State Machine Replication (SMR): Perhaps the most significant of Lamport's many contributions is the State Machine Replication paradigm, which was introduced in the famous paper on ``Time, Clocks, and the Ordering of Events in a Distributed System', and further developed soon after [12]. The abstraction captures any service as a centralized state machine -- a kind of a universal computing engine similar to a Turing machine. It has an internal state, and it processes commands in sequence, each resulting in a new internal state and producing a response. Lamport realized that the daunting task of replicating a service over multiple computers can be made remarkably simple if you present the same sequence of input commands to all replicas and they proceed through an identical succession of states.

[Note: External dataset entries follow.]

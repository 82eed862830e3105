//! Upstream relay client.
//!
//! A relay is a secondary process that attaches to another observer's
//! push channel as a consumer, mirrors its retained state, and
//! re-exposes everything through its own hub. The connection policy is
//! deliberately "never give up": a fixed reconnect delay, no backoff
//! growth, no retry cap, because the relay is a long-running companion
//! process whose upstream may restart at any time.

use std::time::Duration;

use futures::StreamExt;
use tokio::net::TcpStream;
use tokio_tungstenite::tungstenite::Message;
use tokio_tungstenite::{connect_async, MaybeTlsStream, WebSocketStream};

use crate::error::RelayError;
use crate::hub::{BroadcastHub, EventRecord, OutboundMessage};
use crate::server::metrics;
use crate::snapshot::SharedWorld;

/// Mirrors one upstream observer into a local hub.
///
/// Lifecycle: Disconnected -> Connecting -> Connected -> Disconnected
/// (on close or error) -> Connecting (after the fixed delay), forever.
pub struct RelayClient {
    url: String,
    reconnect_delay: Duration,
    hub: BroadcastHub,
    world: SharedWorld,
}

impl RelayClient {
    /// Create a relay client for the given upstream WebSocket URL.
    #[must_use]
    pub fn new(
        url: impl Into<String>,
        reconnect_delay: Duration,
        hub: BroadcastHub,
        world: SharedWorld,
    ) -> Self {
        Self {
            url: url.into(),
            reconnect_delay,
            hub,
            world,
        }
    }

    /// Run the reconnect loop forever.
    ///
    /// Exactly one `observer_status{connected:true}` is published per
    /// successful connect and exactly one
    /// `observer_status{connected:false}` per loss of an established
    /// connection; failed connection attempts publish nothing.
    pub async fn run(self) {
        loop {
            tracing::info!(url = %self.url, "Connecting to upstream observer");
            metrics::RELAY_CONNECTS.inc();

            match connect_async(self.url.as_str()).await {
                Ok((stream, _)) => {
                    tracing::info!("Upstream observer connected");
                    self.hub.publish_observer_status(true);

                    self.mirror(stream).await;

                    tracing::warn!("Upstream observer connection lost");
                    self.hub.publish_observer_status(false);
                }
                Err(e) => {
                    let err = RelayError::Connect {
                        url: self.url.clone(),
                        reason: e.to_string(),
                    };
                    tracing::warn!(error = %err, "Upstream connection failed");
                }
            }

            tokio::time::sleep(self.reconnect_delay).await;
        }
    }

    /// Consume frames until the stream closes or errors.
    async fn mirror(&self, mut stream: WebSocketStream<MaybeTlsStream<TcpStream>>) {
        while let Some(message) = stream.next().await {
            match message {
                Ok(Message::Text(text)) => {
                    if let Err(e) = self.handle_frame(text.as_str()).await {
                        // One bad frame never tears the connection down.
                        tracing::warn!(error = %e, "Dropping malformed upstream message");
                    }
                }
                Ok(Message::Close(_)) => {
                    tracing::debug!("Upstream sent close");
                    break;
                }
                Ok(_) => {}
                Err(e) => {
                    tracing::warn!(error = %e, "Upstream read error");
                    break;
                }
            }
        }
    }

    /// Mirror one upstream frame and re-publish it verbatim.
    ///
    /// State-carrying frames overwrite the local retained state
    /// wholesale, never field-by-field. Event-shaped frames are
    /// appended to the local recent-events ring. Forwarding applies no
    /// second cooldown gate.
    ///
    /// # Errors
    ///
    /// Returns [`RelayError::Decode`] for undecodable payloads; the
    /// frame is dropped and nothing is forwarded.
    pub async fn handle_frame(&self, text: &str) -> Result<(), RelayError> {
        let frame: OutboundMessage =
            serde_json::from_str(text).map_err(|e| RelayError::Decode(e.to_string()))?;

        match frame {
            OutboundMessage::Greeting {
                world_state,
                recent_events,
                ..
            } => {
                if let Some(world) = world_state {
                    *self.world.write().await = world;
                }
                self.hub.replace_recent(recent_events).await;
            }
            OutboundMessage::GameEvent {
                event_type,
                message,
                timestamp,
                world_state,
                ..
            } => {
                if let Some(world) = world_state {
                    *self.world.write().await = world;
                }
                self.hub
                    .remember(EventRecord {
                        event_type,
                        message,
                        timestamp,
                    })
                    .await;
            }
            OutboundMessage::FileChanged { .. }
            | OutboundMessage::ObserverStatus { .. }
            | OutboundMessage::Status { .. } => {}
        }

        self.hub.send_raw(text);
        Ok(())
    }
}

This insightful SMR paradigm underlies many reliable systems, and is considered a standard approach for building replicated distributed systems due to its elegance. But before Lamport developed a full solution using for SMR, he needed to address a core ingredient, agreement, which was tackled in his next work.

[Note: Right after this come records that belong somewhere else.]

//! Configuration settings and validation.

use crate::{Error, Result};
use std::path::PathBuf;
use std::time::Duration;

/// Default debounce window between a burst of save writes and analysis.
const DEFAULT_DEBOUNCE_MS: u64 = 5_000;

/// Default minimum interval between two automatically emitted events.
const DEFAULT_COOLDOWN_MS: u64 = 60_000;

/// Default timeout for the external save parser.
const DEFAULT_PARSER_TIMEOUT_SECS: u64 = 300;

/// Default delay between relay reconnect attempts.
const DEFAULT_RECONNECT_SECS: u64 = 5;

/// Main configuration for the palwatch process.
///
/// All values are fixed at process start; there is no hot reload.
#[derive(Debug, Clone)]
pub struct Config {
    /// Root of the save directory tree to watch.
    pub watch_root: PathBuf,

    /// Host address to bind to.
    pub host: String,

    /// Port to listen on.
    pub port: u16,

    /// Log level (trace, debug, info, warn, error).
    pub log_level: String,

    /// Quiet-period window for coalescing filesystem notifications.
    pub debounce: Duration,

    /// Minimum interval between two automatically emitted events.
    pub cooldown: Duration,

    /// Upstream observer WebSocket URL. When set, the process runs as a
    /// relay mirroring that observer instead of watching files itself.
    pub upstream: Option<String>,

    /// Delay between relay reconnect attempts.
    pub reconnect_delay: Duration,

    /// External parser command invoked to summarize a save file.
    pub parser_command: String,

    /// Timeout applied to each parser invocation.
    pub parser_timeout: Duration,
}

impl Default for Config {
    fn default() -> Self {
        Self {
            watch_root: PathBuf::from("./saves"),
            host: "127.0.0.1".to_string(),
            port: 8080,
            log_level: "info".to_string(),
            debounce: Duration::from_millis(DEFAULT_DEBOUNCE_MS),
            cooldown: Duration::from_millis(DEFAULT_COOLDOWN_MS),
            upstream: None,
            reconnect_delay: Duration::from_secs(DEFAULT_RECONNECT_SECS),
            parser_command: "palworld-save-tools".to_string(),
            parser_timeout: Duration::from_secs(DEFAULT_PARSER_TIMEOUT_SECS),
        }
    }
}

impl Config {
    /// Create a new configuration with defaults.
    #[must_use]
    pub fn new() -> Self {
        Self::default()
    }

    /// Validate configuration values.
    ///
    /// # Errors
    ///
    /// Returns an error if any configuration value is invalid.
    pub fn validate(&self) -> Result<()> {
        if self.port == 0 {
            return Err(Error::config("port cannot be 0"));
        }

        let valid_levels = ["trace", "debug", "info", "warn", "error"];
        if !valid_levels.contains(&self.log_level.to_lowercase().as_str()) {
            return Err(Error::config(format!(
                "invalid log level '{}', must be one of: {}",
                self.log_level,
                valid_levels.join(", ")
            )));
        }

        if self.host.is_empty() {
            return Err(Error::config("host cannot be empty"));
        }

        if self.debounce.is_zero() {
            return Err(Error::config("debounce window cannot be 0"));
        }

        if self.cooldown.is_zero() {
            return Err(Error::config("cooldown window cannot be 0"));
        }

        if self.parser_command.is_empty() {
            return Err(Error::config("parser command cannot be empty"));
        }

        if let Some(url) = &self.upstream {
            if !url.starts_with("ws://") && !url.starts_with("wss://") {
                return Err(Error::config(format!(
                    "upstream URL '{url}' must start with ws:// or wss://"
                )));
            }
        }

        Ok(())
    }

    /// Get the server address as a string.
    #[must_use]
    pub fn server_addr(&self) -> String {
        format!("{}:{}", self.host, self.port)
    }
}

#[cfg(test)]
mod tests {
    use super::*;

    #[test]
    fn test_default_config() {
        let config = Config::default();
        assert_eq!(config.port, 8080);
        assert_eq!(config.host, "127.0.0.1");
        assert_eq!(config.debounce, Duration::from_secs(5));
        assert_eq!(config.cooldown, Duration::from_secs(60));
        assert!(config.upstream.is_none());
        assert!(config.validate().is_ok());
    }

    #[test]
    fn test_validate_invalid_port() {
        let config = Config {
            port: 0,
            ..Default::default()
        };
        let err = config.validate().unwrap_err();
        assert!(err.to_string().contains("port"));
    }

    #[test]
    fn test_validate_invalid_log_level() {
        let config = Config {
            log_level: "invalid".to_string(),
            ..Default::default()
        };
        let err = config.validate().unwrap_err();
        assert!(err.to_string().contains("log level"));
    }

    #[test]
    fn test_validate_empty_host() {
        let config = Config {
            host: String::new(),
            ..Default::default()
        };
        let err = config.validate().unwrap_err();
        assert!(err.to_string().contains("host"));
    }

    #[test]
    fn test_validate_zero_debounce() {
        let config = Config {
            debounce: Duration::ZERO,
            ..Default::default()
        };
        let err = config.validate().unwrap_err();
        assert!(err.to_string().contains("debounce"));
    }

    #[test]
    fn test_validate_zero_cooldown() {
        let config = Config {
            cooldown: Duration::ZERO,
            ..Default::default()
        };
        let err = config.validate().unwrap_err();
        assert!(err.to_string().contains("cooldown"));
    }

    #[test]
    fn test_validate_upstream_scheme() {
        let config = Config {
            upstream: Some("http://example.com/ws".to_string()),
            ..Default::default()
        };
        let err = config.validate().unwrap_err();
        assert!(err.to_string().contains("ws://"));

        let config = Config {
            upstream: Some("ws://127.0.0.1:8080/ws".to_string()),
            ..Default::default()
        };
        assert!(config.validate().is_ok());
    }

    #[test]
    fn test_server_addr() {
        let config = Config {
            host: "0.0.0.0".to_string(),
            port: 9090,
            ..Default::default()
        };
        assert_eq!(config.server_addr(), "0.0.0.0:9090");
    }

    #[test]
    fn test_all_log_levels_valid() {
        for level in ["trace", "debug", "info", "warn", "error"] {
            let config = Config {
                log_level: level.to_string(),
                ..Default::default()
            };
            assert!(config.validate().is_ok(), "Level '{level}' should be valid");
        }
    }
}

Byzantine Agreement: While state machine approaches that are resilient to crash faults are sufficient for many applications, more mission-critical systems, such as for avionics, need an even more extreme model of fault-tolerance that is impervious to nodes that might disrupt the system from within.

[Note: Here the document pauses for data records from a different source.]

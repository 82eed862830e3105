//! Structured logging and tracing configuration.
//!
//! Provides setup for observability using the `tracing` crate with:
//! - Structured logging with JSON output option
//! - Request tracing middleware integration
//! - Configurable log levels

use tracing_subscriber::{
    filter::EnvFilter, fmt, layer::SubscriberExt, util::SubscriberInitExt, Registry,
};

/// Initialize tracing with the given configuration.
///
/// Sets up the tracing subscriber with the configured log level from
/// environment or config and structured output (plain text or JSON).
///
/// # Panics
///
/// Panics if a tracing subscriber has already been initialized in this
/// process.
pub fn init_tracing(level: &str, json: bool) {
    let env_filter = EnvFilter::try_from_default_env().unwrap_or_else(|_| EnvFilter::new(level));

    if json {
        let json_layer = fmt::layer()
            .json()
            .with_target(true)
            .with_thread_ids(true)
            .with_file(true)
            .with_line_number(true);

        Registry::default().with(env_filter).with(json_layer).init();
    } else {
        let fmt_layer = fmt::layer().with_target(true);

        Registry::default().with(env_filter).with(fmt_layer).init();
    }

    tracing::debug!("Tracing initialized: level={}, json={}", level, json);
}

At Stanford Research Institute (later called SRI International) in the 1970's, Lamport was part of a team that helped NASA design a robust avionics control system. Formal guarantees were an absolute necessity because of the mission-critical nature of the task. Safety had to be guaranteed against the most extreme system malfunction one could imagine. One of the first challenges the team at SRI was asked to take on was to prove the correctness of a cockpit control scheme, which NASA had designed, with three computer systems that use majority-voting to mask any faulty component.
The result of the team's work was several foundational concepts and insights regarding these stringent types of robust systems. It included a fundamental definition of robustness in this setting, an abstraction of the coordination problem which underlies any replicated system to this date, and a surprising revelation that systems with three computers can never safely run a mission critical cockpit!
Indeed, in two seminal works ("LPS") published with Pease and Shostak [13] [14], the team first identified a somewhat peculiar vulnerability. LPS posited that "a failed component may exhibit a type of behavior that is often overlooked -- namely, sending conflicting information to different parts of the system". More generally, a malfunctioning component could function in a manner completely inconsistent with its prescribed behavior, and might appear almost malicious.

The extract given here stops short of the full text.